Information provided:
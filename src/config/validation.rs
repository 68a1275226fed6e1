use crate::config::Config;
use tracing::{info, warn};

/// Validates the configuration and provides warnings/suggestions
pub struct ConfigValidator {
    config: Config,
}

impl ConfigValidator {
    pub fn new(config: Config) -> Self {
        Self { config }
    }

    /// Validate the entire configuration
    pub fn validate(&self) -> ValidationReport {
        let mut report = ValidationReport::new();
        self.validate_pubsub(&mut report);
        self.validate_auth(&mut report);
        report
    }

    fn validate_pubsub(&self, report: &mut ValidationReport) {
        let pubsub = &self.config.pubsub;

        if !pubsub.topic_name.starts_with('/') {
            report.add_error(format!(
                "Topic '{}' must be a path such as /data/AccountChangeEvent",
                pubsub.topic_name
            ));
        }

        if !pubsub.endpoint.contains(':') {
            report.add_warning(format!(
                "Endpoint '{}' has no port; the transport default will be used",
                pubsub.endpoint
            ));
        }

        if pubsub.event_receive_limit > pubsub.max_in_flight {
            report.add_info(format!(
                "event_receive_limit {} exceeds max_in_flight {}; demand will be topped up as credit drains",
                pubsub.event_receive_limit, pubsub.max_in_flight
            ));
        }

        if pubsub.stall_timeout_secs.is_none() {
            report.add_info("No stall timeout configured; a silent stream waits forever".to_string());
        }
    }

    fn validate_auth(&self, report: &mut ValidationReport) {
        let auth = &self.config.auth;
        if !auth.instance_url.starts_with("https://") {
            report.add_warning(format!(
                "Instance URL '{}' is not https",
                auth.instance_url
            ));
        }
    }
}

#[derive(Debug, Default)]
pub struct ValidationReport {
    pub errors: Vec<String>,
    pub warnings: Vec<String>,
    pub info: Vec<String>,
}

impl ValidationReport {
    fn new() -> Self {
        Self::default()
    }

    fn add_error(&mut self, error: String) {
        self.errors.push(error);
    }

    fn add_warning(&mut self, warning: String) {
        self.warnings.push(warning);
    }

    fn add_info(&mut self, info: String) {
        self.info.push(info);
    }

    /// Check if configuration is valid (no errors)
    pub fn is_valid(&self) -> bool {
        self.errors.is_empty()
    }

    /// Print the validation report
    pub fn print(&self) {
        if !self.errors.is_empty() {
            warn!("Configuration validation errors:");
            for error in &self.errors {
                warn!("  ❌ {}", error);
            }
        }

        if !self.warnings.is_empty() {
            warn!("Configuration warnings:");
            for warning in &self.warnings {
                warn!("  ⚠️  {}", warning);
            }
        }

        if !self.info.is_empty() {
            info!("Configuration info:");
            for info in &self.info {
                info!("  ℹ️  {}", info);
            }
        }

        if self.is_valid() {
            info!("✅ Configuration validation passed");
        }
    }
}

...

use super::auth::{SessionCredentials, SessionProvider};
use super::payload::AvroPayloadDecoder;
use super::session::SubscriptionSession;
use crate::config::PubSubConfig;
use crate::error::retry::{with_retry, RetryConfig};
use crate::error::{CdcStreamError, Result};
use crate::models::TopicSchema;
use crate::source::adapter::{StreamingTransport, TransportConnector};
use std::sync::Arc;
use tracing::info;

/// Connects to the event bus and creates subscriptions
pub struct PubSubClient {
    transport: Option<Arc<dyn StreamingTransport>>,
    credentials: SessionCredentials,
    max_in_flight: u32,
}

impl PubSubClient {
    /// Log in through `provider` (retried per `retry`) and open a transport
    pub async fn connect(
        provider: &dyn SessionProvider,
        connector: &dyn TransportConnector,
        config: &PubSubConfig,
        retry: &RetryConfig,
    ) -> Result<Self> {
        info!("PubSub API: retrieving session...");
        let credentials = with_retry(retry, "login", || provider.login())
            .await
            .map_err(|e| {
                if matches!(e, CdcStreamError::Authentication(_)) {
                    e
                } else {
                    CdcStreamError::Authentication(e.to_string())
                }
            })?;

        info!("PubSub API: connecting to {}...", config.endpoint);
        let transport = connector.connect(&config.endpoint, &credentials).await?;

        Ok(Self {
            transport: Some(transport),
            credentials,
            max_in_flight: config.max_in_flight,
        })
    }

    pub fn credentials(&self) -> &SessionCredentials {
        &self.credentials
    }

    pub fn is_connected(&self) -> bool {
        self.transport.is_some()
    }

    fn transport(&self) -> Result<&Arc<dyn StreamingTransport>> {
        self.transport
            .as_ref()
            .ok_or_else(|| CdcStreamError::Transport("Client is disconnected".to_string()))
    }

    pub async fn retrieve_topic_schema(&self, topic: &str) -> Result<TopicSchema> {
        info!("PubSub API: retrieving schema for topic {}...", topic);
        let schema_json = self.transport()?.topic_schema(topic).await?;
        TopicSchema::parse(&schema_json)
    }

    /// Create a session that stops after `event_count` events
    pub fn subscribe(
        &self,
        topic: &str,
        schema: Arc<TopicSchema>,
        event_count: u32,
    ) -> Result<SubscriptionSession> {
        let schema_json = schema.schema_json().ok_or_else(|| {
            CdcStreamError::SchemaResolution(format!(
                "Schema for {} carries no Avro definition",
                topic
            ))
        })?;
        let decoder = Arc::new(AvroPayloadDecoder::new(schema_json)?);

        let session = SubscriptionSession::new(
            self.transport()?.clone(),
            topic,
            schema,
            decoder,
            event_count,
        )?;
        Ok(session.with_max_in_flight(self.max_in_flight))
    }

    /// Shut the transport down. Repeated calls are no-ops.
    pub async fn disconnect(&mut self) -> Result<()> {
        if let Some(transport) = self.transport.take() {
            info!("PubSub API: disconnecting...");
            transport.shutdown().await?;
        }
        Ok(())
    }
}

What you are asked to do: Show every line from the entries above in which the word "errors" appears.

Answer space:
    pub errors: Vec<String>,
        self.errors.push(error);
    /// Check if configuration is valid (no errors)
        self.errors.is_empty()
        if !self.errors.is_empty() {
            warn!("Configuration validation errors:");
            for error in &self.errors {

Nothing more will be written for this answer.